Dans les derniers jours de l'année lunaire, Ji Fanyin fit appel à une entreprise de déménagement et choisit généreusement le service japonais haut de gamme le plus onéreux. De l'emballage des affaires dans l'ancienne demeure à leur installation dans la nouvelle, elle n'aurait pas à lever le petit doigt de toute la procédure. Il lui suffisait de rester à côté pour donner des ordres.
C'était l'idéal pour une riche paresseuse.
Au total, il ne lui fallut qu'une journée pour emménager. Elle n'eut même pas à défaire ses valises elle-même, c'était plutôt reposant. Elle eut même le temps de faire venir quelqu'un pour changer le système de reconnaissance faciale de la porte.
Avec ça, elle commença à préparer sa propre fête du Nouvel An chinois.
Elle fit d'abord le grand nettoyage de printemps avant de sortir remplir son frigo. Son objectif pour les fêtes était de s'enfermer chez elle le plus possible.

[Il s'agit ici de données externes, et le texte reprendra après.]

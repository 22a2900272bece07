//! Extension hook surface.
//!
//! An extension is resolved once at startup and shared read-only by every
//! request.  The pipeline only talks to the [`Extension`] trait; how an
//! extension was loaded (compiled-in registry entry, remote HTTP hook
//! service) is decided in [`resolver`].
//!
//! Every hook has a permissive default, so an extension that implements
//! nothing behaves exactly like no extension at all.

use std::sync::Arc;

use chrono::{DateTime, Utc};
use serde::{Deserialize, Serialize};
use serde_json::{Map, Value};

use crate::envelope::{MessageResponse, RequestEnvelope};
use crate::error::ExtensionError;
use crate::upstream::FollowupClient;

pub mod http;
pub mod inject;
pub mod resolver;

pub use resolver::{resolve_extension, ExtensionDefinition};

/// Provider tag handed to the follow-up loop hooks.
pub const PROVIDER_TAG: &str = "anthropic";

/// Process-wide extension reference.  `None` is a valid permanent state.
pub type ExtensionHandle = Option<Arc<dyn Extension>>;

#[derive(Debug, Clone, Serialize)]
pub struct PreCallContext {
    pub call_type: &'static str,
    pub endpoint: &'static str,
    pub stream: bool,
}

/// Passed to the success/failure logging hooks.
#[derive(Debug, Clone, Serialize)]
pub struct LogContext {
    pub correlation_id: Option<String>,
    pub model: String,
    pub stream: bool,
    pub start_time: DateTime<Utc>,
    pub end_time: DateTime<Utc>,
}

#[derive(Debug, Clone, Serialize)]
pub struct LoopRequest<'a> {
    pub response: &'a Value,
    pub model: &'a str,
    pub messages: &'a [Value],
    pub tools: Option<&'a [Value]>,
    pub stream: bool,
    pub provider: &'a str,
}

#[derive(Debug, Clone, Default, PartialEq, Serialize, Deserialize)]
pub struct LoopDecision {
    #[serde(default)]
    pub run: bool,
    #[serde(default)]
    pub context: Value,
}

impl LoopDecision {
    pub fn skip() -> Self {
        Self::default()
    }
}

#[derive(Debug, Clone, Serialize)]
pub struct FollowupRequest<'a> {
    pub model: &'a str,
    pub messages: &'a [Value],
    pub response: &'a Value,
    pub extra_params: &'a Map<String, Value>,
    pub stream: bool,
    /// Further upstream calls made by the loop, routed like the request.
    /// Not part of the remote hook payload.
    #[serde(skip)]
    pub client: &'a FollowupClient,
}

/// What a follow-up loop may hand back in place of the upstream response.
#[derive(Debug, Clone, PartialEq)]
pub enum LoopResponse {
    /// Already in wire shape.
    Raw(Value),
    /// Typed message, dumped to its canonical JSON form on adoption.
    Message(MessageResponse),
}

impl LoopResponse {
    pub fn into_value(self) -> Value {
        match self {
            LoopResponse::Raw(value) => value,
            LoopResponse::Message(message) => message.to_value(),
        }
    }
}

#[async_trait::async_trait]
pub trait Extension: Send + Sync {
    fn name(&self) -> &str;

    /// Inspect or rewrite the request before dispatch.  `Ok(None)` keeps the
    /// request as it was.
    async fn pre_call(
        &self,
        _ctx: &PreCallContext,
        _data: RequestEnvelope,
    ) -> Result<Option<RequestEnvelope>, ExtensionError> {
        Ok(None)
    }

    async fn log_success(
        &self,
        _ctx: &LogContext,
        _response: Option<&Value>,
    ) -> Result<(), ExtensionError> {
        Ok(())
    }

    async fn log_failure(&self, _ctx: &LogContext, _error: &str) -> Result<(), ExtensionError> {
        Ok(())
    }

    async fn should_run_followup_loop(
        &self,
        _req: &LoopRequest<'_>,
    ) -> Result<LoopDecision, ExtensionError> {
        Ok(LoopDecision::skip())
    }

    async fn run_followup_loop(
        &self,
        _loop_context: Value,
        _req: &FollowupRequest<'_>,
    ) -> Result<Option<LoopResponse>, ExtensionError> {
        Ok(None)
    }
}

/// Extension that accepts every default.
#[derive(Debug, Default, Clone)]
pub struct NoopExtension;

#[async_trait::async_trait]
impl Extension for NoopExtension {
    fn name(&self) -> &str {
        "noop"
    }
}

Elle décida de ne toucher à rien de professionnel à moins que son élève à trente millions de dollars ne se manifeste ou que l'autre, à vingt millions, ne l'appelle.
Ji Fanyin et He Shen avaient échangé leur planning cinéma et s'étaient constitué une énorme pile de vieux films inédits en prévision de cette pause.
La Saint-Valentin ? C'est quoi, ça ?
Le troisième jour du Nouvel An chinois, Ji Fanyin monta le chauffage du salon avant de s'installer confortablement sur son canapé. C'était si douillet qu'elle se mit à piquer du nez en regardant « La Grandeur de l'amour ».
Son téléphone se mit soudain à vibrer. Elle gratta vers son appareil comme un gros chat gras, et il lui fallut un bel effort pour le traîner jusqu'à elle.
L'écran reflétait son élève à vingt millions de dollars… c'est-à-dire Li Xiaoxing.
Pourquoi suis-je pas surprise du tout ?
Ji Fanyin attrapa d'abord sa télécommande et mit le film sur pause avant de décrocher : « Allô ? »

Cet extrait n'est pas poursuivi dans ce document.